(RECORD SET)
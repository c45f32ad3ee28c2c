//! Core data models used throughout Price Harness.
//!
//! These types represent the shopping-list items, catalog records, and
//! comparison results that flow through the ingestion and query pipelines.
//! Every monetary amount is an integer number of minor units (cents).

use chrono::{DateTime, Utc};
use serde::{Deserialize, Serialize};

/// Integer minor-unit amount (cents).
pub type Cents = i64;

/// One line of a shopping list, as submitted by the caller.
#[derive(Debug, Clone, PartialEq, Eq, Serialize, Deserialize)]
pub struct ShoppingItem {
    pub name: String,
    #[serde(default = "default_quantity")]
    pub quantity: i64,
    #[serde(default, skip_serializing_if = "Option::is_none")]
    pub brand: Option<String>,
}

fn default_quantity() -> i64 {
    1
}

impl ShoppingItem {
    pub fn new(name: impl Into<String>, quantity: i64) -> Self {
        Self {
            name: name.into(),
            quantity,
            brand: None,
        }
    }

    pub fn with_brand(mut self, brand: impl Into<String>) -> Self {
        self.brand = Some(brand.into());
        self
    }
}

/// Canonical comparison key for a product name (plus optional brand).
///
/// The empty key is a sentinel produced when nothing survives
/// normalization; it never matches anything.
#[derive(Debug, Clone, PartialEq, Eq, PartialOrd, Ord, Hash, Serialize, Deserialize)]
#[serde(transparent)]
pub struct NormalizedKey(String);

impl NormalizedKey {
    pub fn empty() -> Self {
        Self(String::new())
    }

    pub(crate) fn from_canonical(s: String) -> Self {
        Self(s)
    }

    pub fn as_str(&self) -> &str {
        &self.0
    }

    pub fn is_empty(&self) -> bool {
        self.0.is_empty()
    }
}

impl std::fmt::Display for NormalizedKey {
    fn fmt(&self, f: &mut std::fmt::Formatter<'_>) -> std::fmt::Result {
        f.write_str(&self.0)
    }
}

/// Latest known price of one product at one supermarket.
#[derive(Debug, Clone, PartialEq, Eq, Serialize, Deserialize)]
pub struct PriceRecord {
    pub supermarket: String,
    pub normalized_key: NormalizedKey,
    /// Product text as it appeared in the source document.
    pub display_name: String,
    pub price: Cents,
    pub promotion: bool,
    pub category: String,
    pub observed_at: DateTime<Utc>,
}

/// How a catalog record was matched to a shopping item.
#[derive(Debug, Clone, Copy, PartialEq, Eq, Serialize, Deserialize)]
#[serde(rename_all = "lowercase")]
pub enum MatchKind {
    Exact,
    Fuzzy,
}

/// One supermarket's answer for one shopping item.
#[derive(Debug, Clone, PartialEq, Serialize, Deserialize)]
pub struct SupermarketQuote {
    pub supermarket: String,
    pub found: bool,
    pub price: Option<Cents>,
    pub promotion: bool,
    #[serde(default, skip_serializing_if = "Option::is_none")]
    pub product_name: Option<String>,
    #[serde(default, skip_serializing_if = "Option::is_none")]
    pub match_kind: Option<MatchKind>,
    #[serde(default, skip_serializing_if = "Option::is_none")]
    pub score: Option<f64>,
}

impl SupermarketQuote {
    pub fn not_found(supermarket: impl Into<String>) -> Self {
        Self {
            supermarket: supermarket.into(),
            found: false,
            price: None,
            promotion: false,
            product_name: None,
            match_kind: None,
            score: None,
        }
    }
}

/// Comparison outcome for a single shopping item.
#[derive(Debug, Clone, PartialEq, Serialize, Deserialize)]
pub struct ComparisonResult {
    pub item: ShoppingItem,
    /// One quote per known supermarket, ordered by supermarket identifier.
    pub results: Vec<SupermarketQuote>,
    pub best_option: Option<SupermarketQuote>,
}

#[cfg(test)]
mod tests {
    use super::*;

    #[test]
    fn quantity_defaults_to_one() {
        let item: ShoppingItem = serde_json::from_str(r#"{"name":"Arroz"}"#).unwrap();
        assert_eq!(item.quantity, 1);
        assert_eq!(item.brand, None);
    }

    #[test]
    fn not_found_quote_serializes_null_price() {
        let quote = SupermarketQuote::not_found("acme");
        let json = serde_json::to_value(&quote).unwrap();
        assert_eq!(json["found"], false);
        assert!(json["price"].is_null());
        assert!(json.get("product_name").is_none());
    }
}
(End RECORD SET)
**ASSIGNED TASK**.
Reproduce the data in full, precisely as given.

**SOLUTION FOR THIS PROBLEM**.
repository c45f32ad3ee28c2c
//! Core data models used throughout Price Harness.
//!
//! These types represent the shopping-list items, catalog records, and
//! comparison results that flow through the ingestion and query pipelines.
//! Every monetary amount is an integer number of minor units (cents).

use chrono::{DateTime, Utc};
use serde::{Deserialize, Serialize};

/// Integer minor-unit amount (cents).
pub type Cents = i64;

/// One line of a shopping list, as submitted by the caller.
#[derive(Debug, Clone, PartialEq, Eq, Serialize, Deserialize)]
pub struct ShoppingItem {
    pub name: String,
    #[serde(default = "default_quantity")]
    pub quantity: i64,
    #[serde(default, skip_serializing_if = "Option::is_none")]
    pub brand: Option<String>,
}

fn default_quantity() -> i64 {
    1
}

impl ShoppingItem {
    pub fn new(name: impl Into<String>, quantity: i64) -> Self {
        Self {
            name: name.into(),
            quantity,
            brand: None,
        }
    }

    pub fn with_brand(mut self, brand: impl Into<String>) -> Self {
        self.brand = Some(brand.into());
        self
    }
}

/// Canonical comparison key for a product name (plus optional brand).
///
/// The empty key is a sentinel produced when nothing survives
/// normalization; it never matches anything.
#[derive(Debug, Clone, PartialEq, Eq, PartialOrd, Ord, Hash, Serialize, Deserialize)]
#[serde(transparent)]
pub struct NormalizedKey(String);

impl NormalizedKey {
    pub fn empty() -> Self {
        Self(String::new())
    }

    pub(crate) fn from_canonical(s: String) -> Self {
        Self(s)
    }

    pub fn as_str(&self) -> &str {
        &self.0
    }

    pub fn is_empty(&self) -> bool {
        self.0.is_empty()
    }
}

impl std::fmt::Display for NormalizedKey {
    fn fmt(&self, f: &mut std::fmt::Formatter<'_>) -> std::fmt::Result {
        f.write_str(&self.0)
    }
}

/// Latest known price of one product at one supermarket.
#[derive(Debug, Clone, PartialEq, Eq, Serialize, Deserialize)]
pub struct PriceRecord {
    pub supermarket: String,
    pub normalized_key: NormalizedKey,
    /// Product text as it appeared in the source document.
    pub display_name: String,
    pub price: Cents,
    pub promotion: bool,
    pub category: String,
    pub observed_at: DateTime<Utc>,
}

/// How a catalog record was matched to a shopping item.
#[derive(Debug, Clone, Copy, PartialEq, Eq, Serialize, Deserialize)]
#[serde(rename_all = "lowercase")]
pub enum MatchKind {
    Exact,
    Fuzzy,
}

/// One supermarket's answer for one shopping item.
#[derive(Debug, Clone, PartialEq, Serialize, Deserialize)]
pub struct SupermarketQuote {
    pub supermarket: String,
    pub found: bool,
    pub price: Option<Cents>,
    pub promotion: bool,
    #[serde(default, skip_serializing_if = "Option::is_none")]
    pub product_name: Option<String>,
    #[serde(default, skip_serializing_if = "Option::is_none")]
    pub match_kind: Option<MatchKind>,
    #[serde(default, skip_serializing_if = "Option::is_none")]
    pub score: Option<f64>,
}

impl SupermarketQuote {
    pub fn not_found(supermarket: impl Into<String>) -> Self {
        Self {
            supermarket: supermarket.into(),
            found: false,
            price: None,
            promotion: false,
            product_name: None,
            match_kind: None,
            score: None,
        }
    }
}

/// Comparison outcome for a single shopping item.
#[derive(Debug, Clone, PartialEq, Serialize, Deserialize)]
pub struct ComparisonResult {
    pub item: ShoppingItem,
    /// One quote per known supermarket, ordered by supermarket identifier.
    pub results: Vec<SupermarketQuote>,
    pub best_option: Option<SupermarketQuote>,
}

#[cfg(test)]
mod tests {
    use super::*;

    #[test]
    fn quantity_defaults_to_one() {
        let item: ShoppingItem = serde_json::from_str(r#"{"name":"Arroz"}"#).unwrap();
        assert_eq!(item.quantity, 1);
        assert_eq!(item.brand, None);
    }

    #[test]
    fn not_found_quote_serializes_null_price() {
        let quote = SupermarketQuote::not_found("acme");
        let json = serde_json::to_value(&quote).unwrap();
        assert_eq!(json["found"], false);
        assert!(json["price"].is_null());
        assert!(json.get("product_name").is_none());
    }
}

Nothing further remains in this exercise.